Иванушка не захотел юродивым.
— Сам им становись, — сказал, — я всё-таки князь.
— Ия князь! — взвился Андрейка.
— Князь — ширше грязь!
— А ты дурак. И ноги у тебя хером.
— А у тебя колесом.
Сцепились драться, чуть за корму не вывалились.
— Чада, что вы? — решительно растащил их Акинф. — Меч язвит тело, а слово — ум. Жестокие слова рождают ярость, неправое слово есть зло невиноватому.

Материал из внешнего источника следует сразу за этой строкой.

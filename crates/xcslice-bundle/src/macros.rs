//! Macro binary discovery.
//!
//! A slice may embed a compiler plugin at `<slice dir>/Macros/<binary name>`,
//! or for frameworks inside the framework directory at
//! `<slice dir>/<Name>.framework/Macros/<Name>`.
//! Every declared slice is scanned, whichever one was selected as primary.

use crate::fs::FileSystem;
use crate::library::LibraryPathResolver;
use crate::manifest::AvailableLibrary;
use glob::Pattern;
use std::path::{Path, PathBuf};

/// Finds the macro binary of a bundle, if any.
pub struct MacroLocator<'a, F: FileSystem + ?Sized> {
    fs: &'a F,
    macros_dir: &'a str,
}

impl<'a, F: FileSystem + ?Sized> MacroLocator<'a, F> {
    pub fn new(fs: &'a F, macros_dir: &'a str) -> Self {
        Self { fs, macros_dir }
    }

    /// Every macro binary found, ordered byte-wise by path.
    pub fn find_all(&self, bundle_root: &Path, libraries: &[AvailableLibrary]) -> Vec<PathBuf> {
        let paths = LibraryPathResolver::new(bundle_root);

        let mut found: Vec<PathBuf> = libraries
            .iter()
            .flat_map(|library| {
                let pattern = format!(
                    "{}/{}",
                    Pattern::escape(self.macros_dir),
                    Pattern::escape(&library.binary_name())
                );
                paths
                    .macro_search_dirs(library)
                    .into_iter()
                    .flat_map(move |dir| self.fs.glob(&dir, &pattern))
            })
            .collect();

        found.sort_by(|a, b| {
            a.as_os_str()
                .as_encoded_bytes()
                .cmp(b.as_os_str().as_encoded_bytes())
        });
        found.dedup();
        found
    }

    /// The byte-wise smallest macro path, or `None` when no slice has one.
    pub fn locate(&self, bundle_root: &Path, libraries: &[AvailableLibrary]) -> Option<PathBuf> {
        let macro_path = self.find_all(bundle_root, libraries).into_iter().next();
        if let Some(path) = &macro_path {
            tracing::debug!("Found macro binary {}", path.display());
        }
        macro_path
    }
}
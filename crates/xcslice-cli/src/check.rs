//! Manifest validation command

use anyhow::{Context, Result};
use std::path::Path;
use std::sync::Arc;
use xcslice_bundle::{BUNDLE_EXTENSION, BundleResolver};
use xcslice_core::{NullSink, ResolverConfig};

/// Decode a bundle manifest and list its slices
///
/// Only the manifest is read; slice binaries are not checked.
pub fn run(bundle: &Path, config: ResolverConfig) -> Result<()> {
    if bundle.extension().is_none_or(|ext| ext != BUNDLE_EXTENSION) {
        eprintln!(
            "Warning: {} does not have a .{} extension",
            bundle.display(),
            BUNDLE_EXTENSION
        );
    }

    let resolver = BundleResolver::new(Arc::new(NullSink))
        .with_config(config)
        .context("Invalid resolver configuration")?;

    let manifest = resolver
        .parse_manifest(bundle)
        .with_context(|| format!("Failed to check {}", bundle.display()))?;

    println!("Manifest is valid!");
    if let Some(version) = &manifest.format_version {
        println!("  Format version: {version}");
    }
    println!("  Slices: {}", manifest.libraries.len());
    for library in &manifest.libraries {
        let architectures = library
            .architectures
            .iter()
            .map(|arch| arch.as_str())
            .collect::<Vec<_>>()
            .join(", ");
        println!(
            "    - {}: {} ({}, {}) [{}]",
            library.identifier,
            library.relative_path.display(),
            library.binary_name(),
            library.linking(),
            architectures
        );
    }

    Ok(())
}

— Я не виноват, — сказали братья в один голос.
— Оно конечно, только помните, что раздор есть отец всего дурного.
— Прости нас, батюшка, — повинился Иванчик. Андрейка промолчал.
Вспыхивали они теперь по всякому пустячному поводу, заканчивали обоюдным несогласием и неудовольствием — до следующей сшибки. «Куда же дружба наша девается? — думал Иванчик. — И почему мы так драться полюбили?»